Collected data
/---
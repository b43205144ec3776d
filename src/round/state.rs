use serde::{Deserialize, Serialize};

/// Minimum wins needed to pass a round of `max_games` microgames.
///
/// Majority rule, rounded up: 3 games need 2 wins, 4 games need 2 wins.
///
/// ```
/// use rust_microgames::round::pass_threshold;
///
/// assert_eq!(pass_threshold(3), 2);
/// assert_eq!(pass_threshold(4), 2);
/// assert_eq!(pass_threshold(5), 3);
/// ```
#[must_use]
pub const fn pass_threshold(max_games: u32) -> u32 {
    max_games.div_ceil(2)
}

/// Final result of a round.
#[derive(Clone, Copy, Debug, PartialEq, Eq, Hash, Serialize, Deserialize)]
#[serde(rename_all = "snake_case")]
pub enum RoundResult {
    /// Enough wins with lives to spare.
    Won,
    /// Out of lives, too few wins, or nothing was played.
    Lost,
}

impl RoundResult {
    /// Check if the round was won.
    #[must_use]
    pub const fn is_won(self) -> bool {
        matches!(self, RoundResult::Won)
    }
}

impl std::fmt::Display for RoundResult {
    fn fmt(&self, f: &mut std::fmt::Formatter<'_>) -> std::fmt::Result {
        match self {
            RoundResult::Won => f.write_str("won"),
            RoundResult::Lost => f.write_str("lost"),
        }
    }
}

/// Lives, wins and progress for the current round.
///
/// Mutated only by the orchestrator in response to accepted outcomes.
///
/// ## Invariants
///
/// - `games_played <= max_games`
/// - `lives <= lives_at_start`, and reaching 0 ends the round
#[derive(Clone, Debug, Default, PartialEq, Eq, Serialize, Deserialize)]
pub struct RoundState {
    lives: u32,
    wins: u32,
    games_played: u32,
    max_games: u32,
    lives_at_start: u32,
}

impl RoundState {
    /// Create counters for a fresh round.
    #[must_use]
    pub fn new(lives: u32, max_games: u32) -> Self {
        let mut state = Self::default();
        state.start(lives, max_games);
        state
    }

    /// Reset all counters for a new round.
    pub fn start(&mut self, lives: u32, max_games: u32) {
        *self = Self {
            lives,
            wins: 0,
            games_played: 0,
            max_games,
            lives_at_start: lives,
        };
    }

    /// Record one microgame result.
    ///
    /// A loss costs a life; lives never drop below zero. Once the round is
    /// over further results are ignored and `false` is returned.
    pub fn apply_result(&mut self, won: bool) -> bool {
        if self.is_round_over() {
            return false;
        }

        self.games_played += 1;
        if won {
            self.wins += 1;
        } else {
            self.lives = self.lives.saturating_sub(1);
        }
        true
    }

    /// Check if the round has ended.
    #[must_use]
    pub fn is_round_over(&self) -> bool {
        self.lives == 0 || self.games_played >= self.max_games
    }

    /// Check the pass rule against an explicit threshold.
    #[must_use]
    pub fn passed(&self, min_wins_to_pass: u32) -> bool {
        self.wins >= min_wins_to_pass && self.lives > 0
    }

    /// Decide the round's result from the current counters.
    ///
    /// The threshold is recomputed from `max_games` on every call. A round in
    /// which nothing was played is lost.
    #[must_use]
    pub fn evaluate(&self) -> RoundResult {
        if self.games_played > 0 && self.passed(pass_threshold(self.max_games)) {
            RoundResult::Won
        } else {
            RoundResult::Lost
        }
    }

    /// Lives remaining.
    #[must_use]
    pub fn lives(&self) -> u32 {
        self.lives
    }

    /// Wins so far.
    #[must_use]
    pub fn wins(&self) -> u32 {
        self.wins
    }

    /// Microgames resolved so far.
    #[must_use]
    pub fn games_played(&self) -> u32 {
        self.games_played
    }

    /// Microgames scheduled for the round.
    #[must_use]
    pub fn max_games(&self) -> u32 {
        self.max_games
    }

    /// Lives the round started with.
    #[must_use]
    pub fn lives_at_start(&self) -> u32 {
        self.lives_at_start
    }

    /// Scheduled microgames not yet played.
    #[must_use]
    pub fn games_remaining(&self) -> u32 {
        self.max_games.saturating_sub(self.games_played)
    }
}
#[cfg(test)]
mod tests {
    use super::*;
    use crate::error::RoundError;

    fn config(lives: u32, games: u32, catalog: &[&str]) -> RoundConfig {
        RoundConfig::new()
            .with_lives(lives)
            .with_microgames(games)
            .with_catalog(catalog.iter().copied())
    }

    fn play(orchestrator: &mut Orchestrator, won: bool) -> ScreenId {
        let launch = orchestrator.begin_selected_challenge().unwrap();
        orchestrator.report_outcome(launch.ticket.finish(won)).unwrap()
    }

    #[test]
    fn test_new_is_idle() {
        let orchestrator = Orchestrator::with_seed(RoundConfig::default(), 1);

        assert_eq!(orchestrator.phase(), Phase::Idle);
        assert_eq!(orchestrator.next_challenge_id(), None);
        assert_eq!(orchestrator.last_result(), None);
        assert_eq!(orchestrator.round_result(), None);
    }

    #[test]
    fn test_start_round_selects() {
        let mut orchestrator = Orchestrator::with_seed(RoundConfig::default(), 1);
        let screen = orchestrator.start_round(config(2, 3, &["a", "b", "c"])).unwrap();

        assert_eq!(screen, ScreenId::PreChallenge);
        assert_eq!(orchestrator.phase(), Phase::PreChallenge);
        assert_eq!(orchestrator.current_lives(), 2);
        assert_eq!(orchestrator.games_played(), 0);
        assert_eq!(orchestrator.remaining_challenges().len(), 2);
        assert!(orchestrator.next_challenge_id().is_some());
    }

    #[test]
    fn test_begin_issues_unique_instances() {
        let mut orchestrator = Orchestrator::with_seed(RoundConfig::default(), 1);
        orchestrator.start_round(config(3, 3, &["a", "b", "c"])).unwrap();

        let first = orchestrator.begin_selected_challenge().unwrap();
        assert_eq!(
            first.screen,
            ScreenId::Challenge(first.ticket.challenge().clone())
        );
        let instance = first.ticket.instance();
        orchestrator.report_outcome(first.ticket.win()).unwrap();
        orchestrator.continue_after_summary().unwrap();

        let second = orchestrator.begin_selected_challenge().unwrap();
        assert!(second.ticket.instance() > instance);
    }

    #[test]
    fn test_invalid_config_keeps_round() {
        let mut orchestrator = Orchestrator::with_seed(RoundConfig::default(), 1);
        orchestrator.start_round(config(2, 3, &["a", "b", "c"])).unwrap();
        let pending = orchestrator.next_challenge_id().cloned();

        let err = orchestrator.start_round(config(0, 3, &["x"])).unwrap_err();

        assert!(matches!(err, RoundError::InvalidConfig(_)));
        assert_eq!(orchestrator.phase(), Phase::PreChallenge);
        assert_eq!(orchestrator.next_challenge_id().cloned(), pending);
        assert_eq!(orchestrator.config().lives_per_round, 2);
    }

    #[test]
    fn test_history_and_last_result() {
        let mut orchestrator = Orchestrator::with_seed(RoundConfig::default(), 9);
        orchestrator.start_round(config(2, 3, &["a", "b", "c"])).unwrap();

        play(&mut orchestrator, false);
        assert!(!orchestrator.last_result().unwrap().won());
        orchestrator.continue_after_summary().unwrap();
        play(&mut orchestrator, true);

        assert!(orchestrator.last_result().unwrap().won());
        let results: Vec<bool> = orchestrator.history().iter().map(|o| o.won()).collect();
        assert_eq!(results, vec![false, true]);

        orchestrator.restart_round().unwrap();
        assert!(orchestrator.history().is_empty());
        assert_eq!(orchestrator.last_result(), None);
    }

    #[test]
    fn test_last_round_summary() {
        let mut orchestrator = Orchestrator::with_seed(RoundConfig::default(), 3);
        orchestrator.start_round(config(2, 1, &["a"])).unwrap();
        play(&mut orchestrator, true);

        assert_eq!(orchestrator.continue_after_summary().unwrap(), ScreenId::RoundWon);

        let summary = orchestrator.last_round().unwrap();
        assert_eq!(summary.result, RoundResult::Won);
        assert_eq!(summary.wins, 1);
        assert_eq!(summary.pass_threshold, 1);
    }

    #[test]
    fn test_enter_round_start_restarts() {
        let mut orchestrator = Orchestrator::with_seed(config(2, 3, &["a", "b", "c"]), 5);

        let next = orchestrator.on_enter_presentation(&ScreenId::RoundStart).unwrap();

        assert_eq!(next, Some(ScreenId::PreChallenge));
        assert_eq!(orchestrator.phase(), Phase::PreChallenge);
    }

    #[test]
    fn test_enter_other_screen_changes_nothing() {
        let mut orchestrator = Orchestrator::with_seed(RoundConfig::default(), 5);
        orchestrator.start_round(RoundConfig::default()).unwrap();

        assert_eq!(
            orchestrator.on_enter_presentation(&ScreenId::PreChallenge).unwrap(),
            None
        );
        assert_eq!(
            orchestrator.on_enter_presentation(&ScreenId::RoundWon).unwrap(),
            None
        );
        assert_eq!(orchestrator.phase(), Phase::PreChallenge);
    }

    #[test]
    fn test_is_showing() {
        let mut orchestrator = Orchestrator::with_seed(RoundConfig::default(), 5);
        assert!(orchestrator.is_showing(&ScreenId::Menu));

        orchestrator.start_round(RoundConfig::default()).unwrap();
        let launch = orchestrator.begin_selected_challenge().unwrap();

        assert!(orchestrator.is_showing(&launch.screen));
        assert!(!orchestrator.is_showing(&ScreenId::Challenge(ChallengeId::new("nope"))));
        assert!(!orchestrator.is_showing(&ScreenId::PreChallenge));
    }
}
\---
/---
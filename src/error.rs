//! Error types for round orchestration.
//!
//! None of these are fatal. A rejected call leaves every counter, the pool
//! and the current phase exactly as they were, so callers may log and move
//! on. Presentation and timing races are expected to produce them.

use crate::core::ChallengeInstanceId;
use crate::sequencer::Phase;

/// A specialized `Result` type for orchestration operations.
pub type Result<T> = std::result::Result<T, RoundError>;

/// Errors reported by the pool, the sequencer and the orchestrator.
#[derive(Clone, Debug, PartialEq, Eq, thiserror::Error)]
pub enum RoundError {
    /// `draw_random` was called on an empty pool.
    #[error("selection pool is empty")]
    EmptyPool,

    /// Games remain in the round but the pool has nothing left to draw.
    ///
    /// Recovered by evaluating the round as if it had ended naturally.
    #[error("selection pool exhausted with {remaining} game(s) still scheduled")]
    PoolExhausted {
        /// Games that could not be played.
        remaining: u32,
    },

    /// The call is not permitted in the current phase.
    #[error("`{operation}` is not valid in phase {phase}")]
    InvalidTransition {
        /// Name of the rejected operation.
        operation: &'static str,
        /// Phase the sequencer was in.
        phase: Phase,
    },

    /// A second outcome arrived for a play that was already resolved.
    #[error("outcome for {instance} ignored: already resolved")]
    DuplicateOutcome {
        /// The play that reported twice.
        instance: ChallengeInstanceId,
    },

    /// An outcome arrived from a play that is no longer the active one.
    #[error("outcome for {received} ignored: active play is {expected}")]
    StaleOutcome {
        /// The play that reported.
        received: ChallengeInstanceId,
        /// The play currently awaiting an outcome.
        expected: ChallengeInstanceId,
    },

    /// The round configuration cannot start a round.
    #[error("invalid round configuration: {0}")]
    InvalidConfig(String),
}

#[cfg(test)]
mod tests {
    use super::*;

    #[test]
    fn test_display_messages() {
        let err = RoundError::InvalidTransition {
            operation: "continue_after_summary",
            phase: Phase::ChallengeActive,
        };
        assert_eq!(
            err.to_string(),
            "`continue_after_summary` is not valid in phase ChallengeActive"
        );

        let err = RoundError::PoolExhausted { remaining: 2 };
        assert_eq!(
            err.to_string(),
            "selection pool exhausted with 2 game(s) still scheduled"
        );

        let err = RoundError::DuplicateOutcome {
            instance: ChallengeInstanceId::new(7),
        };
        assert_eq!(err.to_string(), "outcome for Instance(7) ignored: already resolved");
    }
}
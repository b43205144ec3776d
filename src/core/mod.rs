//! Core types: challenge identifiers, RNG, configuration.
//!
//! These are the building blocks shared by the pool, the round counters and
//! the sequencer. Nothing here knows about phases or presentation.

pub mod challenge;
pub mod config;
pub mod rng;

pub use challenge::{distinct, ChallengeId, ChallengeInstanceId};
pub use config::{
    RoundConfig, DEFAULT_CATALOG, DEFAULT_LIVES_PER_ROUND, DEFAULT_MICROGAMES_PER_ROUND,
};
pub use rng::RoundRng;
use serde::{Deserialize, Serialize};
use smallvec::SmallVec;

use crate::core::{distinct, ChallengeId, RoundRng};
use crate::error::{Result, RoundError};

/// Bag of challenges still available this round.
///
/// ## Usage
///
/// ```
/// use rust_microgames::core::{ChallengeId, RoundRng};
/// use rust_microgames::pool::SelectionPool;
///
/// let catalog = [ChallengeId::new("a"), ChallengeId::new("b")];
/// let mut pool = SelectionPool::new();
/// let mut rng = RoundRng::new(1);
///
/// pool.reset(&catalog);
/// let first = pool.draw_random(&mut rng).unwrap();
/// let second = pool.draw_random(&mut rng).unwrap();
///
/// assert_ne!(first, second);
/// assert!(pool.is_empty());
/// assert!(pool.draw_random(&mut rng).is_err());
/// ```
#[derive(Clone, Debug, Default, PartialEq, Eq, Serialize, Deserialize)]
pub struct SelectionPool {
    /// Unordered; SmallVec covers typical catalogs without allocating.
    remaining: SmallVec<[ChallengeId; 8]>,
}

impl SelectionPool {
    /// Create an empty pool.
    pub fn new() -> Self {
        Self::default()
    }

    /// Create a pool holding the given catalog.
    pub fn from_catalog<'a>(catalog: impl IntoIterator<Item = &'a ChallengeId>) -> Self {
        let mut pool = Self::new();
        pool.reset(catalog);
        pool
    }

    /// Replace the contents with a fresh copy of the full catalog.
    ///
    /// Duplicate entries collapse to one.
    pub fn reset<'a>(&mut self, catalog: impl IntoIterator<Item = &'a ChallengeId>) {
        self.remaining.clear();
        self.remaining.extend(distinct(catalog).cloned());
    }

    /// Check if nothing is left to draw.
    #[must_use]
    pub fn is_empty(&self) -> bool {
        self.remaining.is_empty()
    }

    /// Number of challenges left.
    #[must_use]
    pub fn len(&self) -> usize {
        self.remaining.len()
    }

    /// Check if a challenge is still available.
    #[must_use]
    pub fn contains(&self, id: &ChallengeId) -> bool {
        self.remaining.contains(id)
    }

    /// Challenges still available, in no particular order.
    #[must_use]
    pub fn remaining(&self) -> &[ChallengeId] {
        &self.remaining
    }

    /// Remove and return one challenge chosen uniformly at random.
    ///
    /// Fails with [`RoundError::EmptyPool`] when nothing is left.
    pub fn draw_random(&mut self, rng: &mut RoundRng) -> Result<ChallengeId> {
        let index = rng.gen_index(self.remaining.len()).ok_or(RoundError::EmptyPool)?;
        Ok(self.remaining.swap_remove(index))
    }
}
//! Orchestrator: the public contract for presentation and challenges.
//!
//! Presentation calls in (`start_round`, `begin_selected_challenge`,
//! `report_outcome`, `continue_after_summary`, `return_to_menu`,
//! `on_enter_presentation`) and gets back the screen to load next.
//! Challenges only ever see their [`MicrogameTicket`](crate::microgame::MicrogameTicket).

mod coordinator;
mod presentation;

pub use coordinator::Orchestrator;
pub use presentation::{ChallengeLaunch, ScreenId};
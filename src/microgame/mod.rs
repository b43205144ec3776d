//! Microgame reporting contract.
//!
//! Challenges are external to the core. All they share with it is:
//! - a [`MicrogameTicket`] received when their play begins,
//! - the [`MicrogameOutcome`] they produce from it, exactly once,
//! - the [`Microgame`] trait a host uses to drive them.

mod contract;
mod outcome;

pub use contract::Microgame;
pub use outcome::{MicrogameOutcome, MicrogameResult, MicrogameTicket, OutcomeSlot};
\---
[WHAT YOU SHOULD DO]:
Find the word "RoundError" in the records. Copy every line it appears in.

[EXERCISE RESULT]:
    use crate::error::RoundError;
        assert!(matches!(err, RoundError::InvalidConfig(_)));
pub type Result<T> = std::result::Result<T, RoundError>;
pub enum RoundError {
        let err = RoundError::InvalidTransition {
        let err = RoundError::PoolExhausted { remaining: 2 };
        let err = RoundError::DuplicateOutcome {
use crate::error::{Result, RoundError};
    /// Fails with [`RoundError::EmptyPool`] when nothing is left.
        let index = rng.gen_index(self.remaining.len()).ok_or(RoundError::EmptyPool)?;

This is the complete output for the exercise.